··· DATASET RECORDS ···

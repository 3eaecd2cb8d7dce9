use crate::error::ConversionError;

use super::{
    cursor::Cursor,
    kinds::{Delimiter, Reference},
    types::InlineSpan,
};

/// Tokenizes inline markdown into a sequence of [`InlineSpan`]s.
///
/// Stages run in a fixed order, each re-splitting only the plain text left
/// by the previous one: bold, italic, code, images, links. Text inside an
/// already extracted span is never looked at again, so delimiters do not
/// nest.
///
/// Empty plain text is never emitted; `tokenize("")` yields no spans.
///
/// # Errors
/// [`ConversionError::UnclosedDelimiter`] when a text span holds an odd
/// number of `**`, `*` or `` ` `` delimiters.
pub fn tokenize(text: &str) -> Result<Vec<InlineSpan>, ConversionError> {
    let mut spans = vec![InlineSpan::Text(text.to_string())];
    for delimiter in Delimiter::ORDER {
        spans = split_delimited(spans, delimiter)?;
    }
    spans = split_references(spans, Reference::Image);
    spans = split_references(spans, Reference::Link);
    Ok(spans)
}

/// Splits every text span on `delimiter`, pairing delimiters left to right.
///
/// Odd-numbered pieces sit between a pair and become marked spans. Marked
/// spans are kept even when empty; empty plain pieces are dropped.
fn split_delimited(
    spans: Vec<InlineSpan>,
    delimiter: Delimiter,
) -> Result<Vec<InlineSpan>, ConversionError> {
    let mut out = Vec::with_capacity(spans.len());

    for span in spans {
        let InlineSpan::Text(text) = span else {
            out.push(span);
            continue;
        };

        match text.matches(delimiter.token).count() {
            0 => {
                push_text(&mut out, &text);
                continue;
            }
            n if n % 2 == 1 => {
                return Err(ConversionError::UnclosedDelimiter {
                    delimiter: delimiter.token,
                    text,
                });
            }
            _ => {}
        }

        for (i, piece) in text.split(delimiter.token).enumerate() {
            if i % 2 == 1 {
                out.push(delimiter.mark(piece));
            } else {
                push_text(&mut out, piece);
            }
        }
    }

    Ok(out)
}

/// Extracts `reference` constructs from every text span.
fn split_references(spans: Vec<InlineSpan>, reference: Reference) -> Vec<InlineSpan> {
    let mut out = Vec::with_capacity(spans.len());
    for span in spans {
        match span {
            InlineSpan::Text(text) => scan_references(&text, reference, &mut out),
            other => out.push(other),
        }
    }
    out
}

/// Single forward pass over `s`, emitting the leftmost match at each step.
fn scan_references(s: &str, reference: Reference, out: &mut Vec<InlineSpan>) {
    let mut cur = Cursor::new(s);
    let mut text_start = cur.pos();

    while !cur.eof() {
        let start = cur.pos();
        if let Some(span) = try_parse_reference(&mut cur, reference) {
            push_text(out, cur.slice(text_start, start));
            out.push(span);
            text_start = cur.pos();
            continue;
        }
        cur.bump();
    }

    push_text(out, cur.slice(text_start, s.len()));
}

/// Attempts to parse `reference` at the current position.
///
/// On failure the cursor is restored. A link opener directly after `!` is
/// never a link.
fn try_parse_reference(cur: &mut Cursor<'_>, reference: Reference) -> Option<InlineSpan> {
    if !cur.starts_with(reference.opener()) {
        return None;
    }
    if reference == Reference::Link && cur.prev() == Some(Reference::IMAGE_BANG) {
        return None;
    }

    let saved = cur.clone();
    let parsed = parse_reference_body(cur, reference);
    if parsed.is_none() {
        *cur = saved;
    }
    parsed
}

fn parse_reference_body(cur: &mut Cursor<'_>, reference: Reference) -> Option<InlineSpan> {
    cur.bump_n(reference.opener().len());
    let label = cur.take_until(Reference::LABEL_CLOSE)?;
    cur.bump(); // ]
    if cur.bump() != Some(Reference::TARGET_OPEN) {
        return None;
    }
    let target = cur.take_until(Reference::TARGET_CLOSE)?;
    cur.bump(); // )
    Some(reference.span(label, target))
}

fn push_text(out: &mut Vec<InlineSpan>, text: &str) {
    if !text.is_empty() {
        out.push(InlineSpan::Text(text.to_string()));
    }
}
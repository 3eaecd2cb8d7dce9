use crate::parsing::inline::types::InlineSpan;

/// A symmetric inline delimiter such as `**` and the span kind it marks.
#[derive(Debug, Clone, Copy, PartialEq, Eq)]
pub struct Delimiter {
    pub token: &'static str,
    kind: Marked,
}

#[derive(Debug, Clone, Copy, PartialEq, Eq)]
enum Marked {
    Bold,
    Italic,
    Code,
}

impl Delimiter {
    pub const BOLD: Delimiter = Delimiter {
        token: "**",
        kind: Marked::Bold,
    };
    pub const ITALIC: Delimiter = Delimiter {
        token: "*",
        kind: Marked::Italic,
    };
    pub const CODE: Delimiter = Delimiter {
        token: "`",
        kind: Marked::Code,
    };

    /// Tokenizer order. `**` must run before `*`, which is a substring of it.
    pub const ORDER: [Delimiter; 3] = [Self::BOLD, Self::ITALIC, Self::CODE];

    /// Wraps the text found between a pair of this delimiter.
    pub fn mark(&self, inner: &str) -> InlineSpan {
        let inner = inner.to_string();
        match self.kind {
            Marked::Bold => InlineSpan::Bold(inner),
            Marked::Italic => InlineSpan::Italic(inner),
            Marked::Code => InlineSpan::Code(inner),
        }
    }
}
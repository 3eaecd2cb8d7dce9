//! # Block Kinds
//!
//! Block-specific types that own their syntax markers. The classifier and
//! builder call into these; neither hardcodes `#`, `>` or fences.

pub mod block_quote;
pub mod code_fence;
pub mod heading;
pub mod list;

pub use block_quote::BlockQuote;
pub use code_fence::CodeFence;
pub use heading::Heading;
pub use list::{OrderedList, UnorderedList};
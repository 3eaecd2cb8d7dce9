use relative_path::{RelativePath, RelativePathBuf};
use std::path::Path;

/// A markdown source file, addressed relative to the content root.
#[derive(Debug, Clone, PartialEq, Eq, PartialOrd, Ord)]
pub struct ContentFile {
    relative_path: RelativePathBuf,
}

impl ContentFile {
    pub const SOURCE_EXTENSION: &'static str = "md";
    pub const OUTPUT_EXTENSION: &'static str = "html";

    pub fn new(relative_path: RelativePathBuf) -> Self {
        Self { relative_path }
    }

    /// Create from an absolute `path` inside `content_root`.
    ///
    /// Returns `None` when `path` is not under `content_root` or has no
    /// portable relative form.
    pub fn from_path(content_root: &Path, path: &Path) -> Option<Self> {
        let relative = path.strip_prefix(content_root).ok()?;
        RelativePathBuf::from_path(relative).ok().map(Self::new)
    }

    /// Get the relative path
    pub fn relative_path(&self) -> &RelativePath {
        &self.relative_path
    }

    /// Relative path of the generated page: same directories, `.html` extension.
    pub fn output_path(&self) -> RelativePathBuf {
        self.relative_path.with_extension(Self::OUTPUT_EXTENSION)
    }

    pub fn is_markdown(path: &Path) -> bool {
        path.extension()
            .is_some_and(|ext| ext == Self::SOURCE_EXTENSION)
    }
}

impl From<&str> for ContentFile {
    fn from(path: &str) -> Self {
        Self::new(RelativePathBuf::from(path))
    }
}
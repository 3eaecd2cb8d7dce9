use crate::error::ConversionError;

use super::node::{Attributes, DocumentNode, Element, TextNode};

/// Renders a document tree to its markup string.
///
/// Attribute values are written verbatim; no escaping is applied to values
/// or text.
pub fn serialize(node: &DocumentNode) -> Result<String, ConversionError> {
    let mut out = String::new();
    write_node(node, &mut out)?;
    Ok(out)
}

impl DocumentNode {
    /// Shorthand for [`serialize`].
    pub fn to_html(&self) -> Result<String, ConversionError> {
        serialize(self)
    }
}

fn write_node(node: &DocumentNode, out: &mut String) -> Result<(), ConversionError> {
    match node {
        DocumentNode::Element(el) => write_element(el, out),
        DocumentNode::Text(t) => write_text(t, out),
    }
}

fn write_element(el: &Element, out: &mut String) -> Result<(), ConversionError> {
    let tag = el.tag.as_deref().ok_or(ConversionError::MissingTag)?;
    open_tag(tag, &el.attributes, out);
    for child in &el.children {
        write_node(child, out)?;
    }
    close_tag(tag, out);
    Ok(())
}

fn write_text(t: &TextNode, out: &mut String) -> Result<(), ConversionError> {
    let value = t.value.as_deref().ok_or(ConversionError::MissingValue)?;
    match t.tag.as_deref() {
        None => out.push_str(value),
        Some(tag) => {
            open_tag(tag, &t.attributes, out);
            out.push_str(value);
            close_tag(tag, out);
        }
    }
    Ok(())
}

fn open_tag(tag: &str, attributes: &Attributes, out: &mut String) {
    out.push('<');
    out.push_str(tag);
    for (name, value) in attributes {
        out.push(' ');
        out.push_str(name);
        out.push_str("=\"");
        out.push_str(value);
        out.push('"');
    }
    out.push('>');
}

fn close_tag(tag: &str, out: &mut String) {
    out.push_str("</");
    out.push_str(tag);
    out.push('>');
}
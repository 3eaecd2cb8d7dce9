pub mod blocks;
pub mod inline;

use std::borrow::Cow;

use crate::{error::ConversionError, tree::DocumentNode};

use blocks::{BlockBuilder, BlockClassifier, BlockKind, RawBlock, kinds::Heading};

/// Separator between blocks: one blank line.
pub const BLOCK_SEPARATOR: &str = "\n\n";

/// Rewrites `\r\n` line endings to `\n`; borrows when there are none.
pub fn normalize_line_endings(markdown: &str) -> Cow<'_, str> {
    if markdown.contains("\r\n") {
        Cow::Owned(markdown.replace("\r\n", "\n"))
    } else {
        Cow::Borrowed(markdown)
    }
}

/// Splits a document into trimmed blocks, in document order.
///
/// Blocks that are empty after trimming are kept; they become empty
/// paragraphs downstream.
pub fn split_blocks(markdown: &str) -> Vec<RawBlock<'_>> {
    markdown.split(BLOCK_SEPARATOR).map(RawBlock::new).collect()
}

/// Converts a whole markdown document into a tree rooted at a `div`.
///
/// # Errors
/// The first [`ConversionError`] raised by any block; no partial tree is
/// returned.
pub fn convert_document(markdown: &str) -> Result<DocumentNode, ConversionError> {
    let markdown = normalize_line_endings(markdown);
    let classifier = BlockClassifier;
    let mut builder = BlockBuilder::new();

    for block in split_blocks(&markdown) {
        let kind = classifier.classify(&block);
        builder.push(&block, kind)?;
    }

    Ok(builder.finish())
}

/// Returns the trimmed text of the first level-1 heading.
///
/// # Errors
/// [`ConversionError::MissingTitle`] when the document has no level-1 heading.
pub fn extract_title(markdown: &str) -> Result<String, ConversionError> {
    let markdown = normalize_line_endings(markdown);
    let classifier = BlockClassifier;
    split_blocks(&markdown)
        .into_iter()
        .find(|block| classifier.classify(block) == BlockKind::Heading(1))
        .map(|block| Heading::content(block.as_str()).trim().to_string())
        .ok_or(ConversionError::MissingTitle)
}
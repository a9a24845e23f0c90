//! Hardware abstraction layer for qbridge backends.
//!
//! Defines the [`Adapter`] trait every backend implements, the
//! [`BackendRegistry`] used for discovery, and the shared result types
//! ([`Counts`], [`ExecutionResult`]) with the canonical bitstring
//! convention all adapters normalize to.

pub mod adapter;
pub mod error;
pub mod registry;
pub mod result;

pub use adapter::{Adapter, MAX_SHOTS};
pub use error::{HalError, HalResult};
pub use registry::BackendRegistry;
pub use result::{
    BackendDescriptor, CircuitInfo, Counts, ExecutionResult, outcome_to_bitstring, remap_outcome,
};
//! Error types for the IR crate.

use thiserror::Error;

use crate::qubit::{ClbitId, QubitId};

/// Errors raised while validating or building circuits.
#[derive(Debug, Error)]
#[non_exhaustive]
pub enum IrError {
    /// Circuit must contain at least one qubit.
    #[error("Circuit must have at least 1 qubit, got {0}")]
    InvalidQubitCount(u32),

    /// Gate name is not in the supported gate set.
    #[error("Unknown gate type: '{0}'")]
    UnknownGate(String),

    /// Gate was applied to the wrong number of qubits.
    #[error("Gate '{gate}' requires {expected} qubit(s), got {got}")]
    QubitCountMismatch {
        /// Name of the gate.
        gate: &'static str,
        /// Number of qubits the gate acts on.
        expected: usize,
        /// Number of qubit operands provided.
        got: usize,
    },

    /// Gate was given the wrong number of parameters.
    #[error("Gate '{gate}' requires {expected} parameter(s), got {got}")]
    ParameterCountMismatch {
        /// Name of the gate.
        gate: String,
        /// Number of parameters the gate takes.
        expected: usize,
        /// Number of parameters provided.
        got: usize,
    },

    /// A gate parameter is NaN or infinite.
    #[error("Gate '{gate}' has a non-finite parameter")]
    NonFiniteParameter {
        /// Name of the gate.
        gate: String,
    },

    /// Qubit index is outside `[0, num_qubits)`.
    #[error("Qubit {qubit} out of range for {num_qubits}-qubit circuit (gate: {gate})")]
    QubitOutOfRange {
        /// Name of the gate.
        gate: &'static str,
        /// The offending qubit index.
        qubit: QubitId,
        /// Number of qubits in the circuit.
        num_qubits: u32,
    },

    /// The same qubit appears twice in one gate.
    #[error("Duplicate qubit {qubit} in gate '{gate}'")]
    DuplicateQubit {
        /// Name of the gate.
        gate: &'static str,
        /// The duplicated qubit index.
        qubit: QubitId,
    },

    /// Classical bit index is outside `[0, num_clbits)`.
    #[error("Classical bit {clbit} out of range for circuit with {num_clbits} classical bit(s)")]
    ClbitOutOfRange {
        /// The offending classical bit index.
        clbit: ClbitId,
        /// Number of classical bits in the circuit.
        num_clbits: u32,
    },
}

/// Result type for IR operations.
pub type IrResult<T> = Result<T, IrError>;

···

- BRIEF -
Using the entries above, give again exactly the lines from the line holding "pub use code_fence::CodeFence;" through the line holding "pub fn output_path(&self)". Include both end lines and nothing else.

- SOLUTION BELOW -
pub use code_fence::CodeFence;
pub use heading::Heading;
pub use list::{OrderedList, UnorderedList};
repository 3eaecd2cb8d7dce9
use relative_path::{RelativePath, RelativePathBuf};
use std::path::Path;

/// A markdown source file, addressed relative to the content root.
#[derive(Debug, Clone, PartialEq, Eq, PartialOrd, Ord)]
pub struct ContentFile {
    relative_path: RelativePathBuf,
}

impl ContentFile {
    pub const SOURCE_EXTENSION: &'static str = "md";
    pub const OUTPUT_EXTENSION: &'static str = "html";

    pub fn new(relative_path: RelativePathBuf) -> Self {
        Self { relative_path }
    }

    /// Create from an absolute `path` inside `content_root`.
    ///
    /// Returns `None` when `path` is not under `content_root` or has no
    /// portable relative form.
    pub fn from_path(content_root: &Path, path: &Path) -> Option<Self> {
        let relative = path.strip_prefix(content_root).ok()?;
        RelativePathBuf::from_path(relative).ok().map(Self::new)
    }

    /// Get the relative path
    pub fn relative_path(&self) -> &RelativePath {
        &self.relative_path
    }

    /// Relative path of the generated page: same directories, `.html` extension.
    pub fn output_path(&self) -> RelativePathBuf {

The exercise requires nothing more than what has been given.